Segment Open

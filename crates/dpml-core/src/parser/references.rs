/*
 * parser/references.rs
 * Copyright (c) 2025 Posit, PBC
 *
 * Inline `@reference` extraction from text runs.
 */

//! Reference extraction.
//!
//! Grammar: `@` then an optional `scheme:` or `scheme//`, then a path of
//! `[A-Za-z0-9_.\-/?=&]+`, then an optional `#fragment`. The `@` must be at
//! the start of the text or follow whitespace, and the match must be
//! followed by whitespace, the end of the text, or one of `,.;:!?)`.
//! Trailing `.` and `?` are treated as punctuation, not path.
//!
//! ```
//! use dpml_core::parser::references::{Segment, scan};
//!
//! let segments = scan("ask @persona, not a@b.com");
//! assert_eq!(segments.len(), 3);
//! assert!(matches!(&segments[1], Segment::Reference { protocol, path, .. }
//!     if protocol == "id" && path == "persona"));
//! ```

use std::ops::Range;

use once_cell::sync::Lazy;
use regex::Regex;

use crate::ast::{Content, Node, Reference};

static REFERENCE_RE: Lazy<Regex> = Lazy::new(|| {
    Regex::new(
        r"^@(?:(?P<scheme>[A-Za-z][A-Za-z0-9+\-]*)(?::|//))?(?P<path>[A-Za-z0-9_.\-/?=&]+)(?:#(?P<fragment>[A-Za-z0-9_.\-]+))?",
    )
    .expect("reference pattern is valid")
});

/// Protocol assumed when a reference has no scheme.
pub const DEFAULT_PROTOCOL: &str = "id";

/// A piece of a text run. Spans are byte ranges into the scanned text.
#[derive(Debug, Clone, PartialEq, Eq)]
pub enum Segment {
    Text(Range<usize>),
    Reference {
        protocol: String,
        path: String,
        span: Range<usize>,
    },
}

impl Segment {
    pub fn span(&self) -> Range<usize> {
        match self {
            Segment::Text(span) => span.clone(),
            Segment::Reference { span, .. } => span.clone(),
        }
    }
}

fn is_boundary(c: char) -> bool {
    c.is_whitespace() || matches!(c, ',' | '.' | ';' | ':' | '!' | '?' | ')')
}

/// Try to read a reference starting at byte `at` (which holds `@`).
fn match_at(text: &str, at: usize) -> Option<(String, String, usize)> {
    let rest = &text[at..];
    let mut len = REFERENCE_RE.find(rest)?.end();
    while len > 1 && rest[..len].ends_with(['.', '?']) {
        len -= 1;
    }

    // Re-match on the trimmed slice so captures reflect what is kept.
    let caps = REFERENCE_RE.captures(&rest[..len])?;
    let whole = caps.get(0)?;
    if whole.end() != len {
        return None;
    }
    if let Some(next) = rest[len..].chars().next()
        && !is_boundary(next)
    {
        return None;
    }

    let path = caps.name("path")?.as_str();
    if path.is_empty() {
        return None;
    }
    let protocol = caps
        .name("scheme")
        .map_or(DEFAULT_PROTOCOL.to_string(), |m| m.as_str().to_ascii_lowercase());
    let path = match caps.name("fragment") {
        Some(fragment) => format!("{}#{}", path, fragment.as_str()),
        None => path.to_string(),
    };
    Some((protocol, path, at + len))
}

/// Split `text` into alternating text and reference segments.
///
/// Text with no references yields a single [`Segment::Text`] covering it;
/// empty text yields nothing.
pub fn scan(text: &str) -> Vec<Segment> {
    let mut segments = Vec::new();
    let mut text_start = 0;
    let mut prev: Option<char> = None;

    for (idx, c) in text.char_indices() {
        let preceded_ok = prev.is_none_or(char::is_whitespace);
        prev = Some(c);
        if c != '@' || !preceded_ok || idx < text_start {
            continue;
        }
        let Some((protocol, path, end)) = match_at(text, idx) else {
            continue;
        };
        if idx > text_start {
            segments.push(Segment::Text(text_start..idx));
        }
        segments.push(Segment::Reference {
            protocol,
            path,
            span: idx..end,
        });
        text_start = end;
    }

    if text_start < text.len() {
        segments.push(Segment::Text(text_start..text.len()));
    }
    segments
}

/// Whether `text` holds at least one reference.
pub fn contains_reference(text: &str) -> bool {
    scan(text)
        .iter()
        .any(|s| matches!(s, Segment::Reference { .. }))
}

/// Split `text` into nodes without source positions.
pub fn extract(text: &str) -> Vec<Node> {
    scan(text)
        .into_iter()
        .map(|segment| match segment {
            Segment::Text(span) => Node::Content(Content::new(&text[span], Default::default())),
            Segment::Reference { protocol, path, .. } => {
                Node::Reference(Reference::new(protocol, path))
            }
        })
        .collect()
}

#[cfg(test)]
mod tests {
    use super::*;

    fn references(text: &str) -> Vec<(String, String)> {
        scan(text)
            .into_iter()
            .filter_map(|s| match s {
                Segment::Reference { protocol, path, .. } => Some((protocol, path)),
                Segment::Text(_) => None,
            })
            .collect()
    }

    #[test]
    fn test_mixed_forms_and_email() {
        let text = "see @doc and @http://x.com/y and contact a@b.com";
        assert_eq!(
            references(text),
            vec![
                ("id".to_string(), "doc".to_string()),
                ("http".to_string(), "//x.com/y".to_string()),
            ]
        );
    }

    #[test]
    fn test_segments_cover_text_exactly() {
        let text = "You are @persona helpful";
        let segments = scan(text);
        assert_eq!(
            segments,
            vec![
                Segment::Text(0..8),
                Segment::Reference {
                    protocol: "id".into(),
                    path: "persona".into(),
                    span: 8..16,
                },
                Segment::Text(16..24),
            ]
        );
        let rebuilt: String = segments.iter().map(|s| &text[s.span()]).collect();
        assert_eq!(rebuilt, text);
    }

    #[test]
    fn test_trailing_punctuation_is_not_path() {
        assert_eq!(references("ask @persona."), vec![("id".into(), "persona".into())]);
        assert_eq!(references("who is @persona?"), vec![("id".into(), "persona".into())]);
        assert_eq!(references("(use @tools)"), vec![("id".into(), "tools".into())]);
        assert!(references("(@tools)").is_empty());
        assert_eq!(references("@a: b"), vec![("id".into(), "a".into())]);
    }

    #[test]
    fn test_scheme_forms_and_fragments() {
        assert_eq!(
            references("@file:./base.dpml#assistant"),
            vec![("file".into(), "./base.dpml#assistant".into())]
        );
        assert_eq!(references("@https//cdn/x.json"), vec![("https".into(), "cdn/x.json".into())]);
        assert_eq!(references("@HTTP:x"), vec![("http".into(), "x".into())]);
    }

    #[test]
    fn test_rejected_boundaries() {
        assert!(references("a@b").is_empty());
        assert!(references("@ alone").is_empty());
        assert!(references("@bad*char").is_empty());
        assert!(references("x=@y").is_empty());
        assert_eq!(references("line\n@next"), vec![("id".into(), "next".into())]);
    }

    #[test]
    fn test_plain_text_is_single_segment() {
        assert_eq!(scan("nothing here"), vec![Segment::Text(0..12)]);
        assert!(scan("").is_empty());
        assert!(!contains_reference("mail me at a@b.com"));
    }

    #[test]
    fn test_extract_nodes() {
        let nodes = extract("@a and @b");
        assert_eq!(nodes.len(), 3);
        assert_eq!(nodes[0].as_reference().unwrap().path, "a");
        assert_eq!(nodes[1].as_content().unwrap().value, " and ");
        assert_eq!(nodes[2].as_reference().unwrap().path, "b");
    }
}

Segment Closed

■ WHAT THIS TASK INVOLVES: Among the lines above, repeat exactly those from the line with "use std::ops::Range;" to the line with "pub const DEFAULT_PROTOCOL: &str", counting both ends.

■ EXERCISE OUTPUT:
use std::ops::Range;

use once_cell::sync::Lazy;
use regex::Regex;

use crate::ast::{Content, Node, Reference};

static REFERENCE_RE: Lazy<Regex> = Lazy::new(|| {
    Regex::new(
        r"^@(?:(?P<scheme>[A-Za-z][A-Za-z0-9+\-]*)(?::|//))?(?P<path>[A-Za-z0-9_.\-/?=&]+)(?:#(?P<fragment>[A-Za-z0-9_.\-]+))?",
    )
    .expect("reference pattern is valid")
});

/// Protocol assumed when a reference has no scheme.
pub const DEFAULT_PROTOCOL: &str = "id";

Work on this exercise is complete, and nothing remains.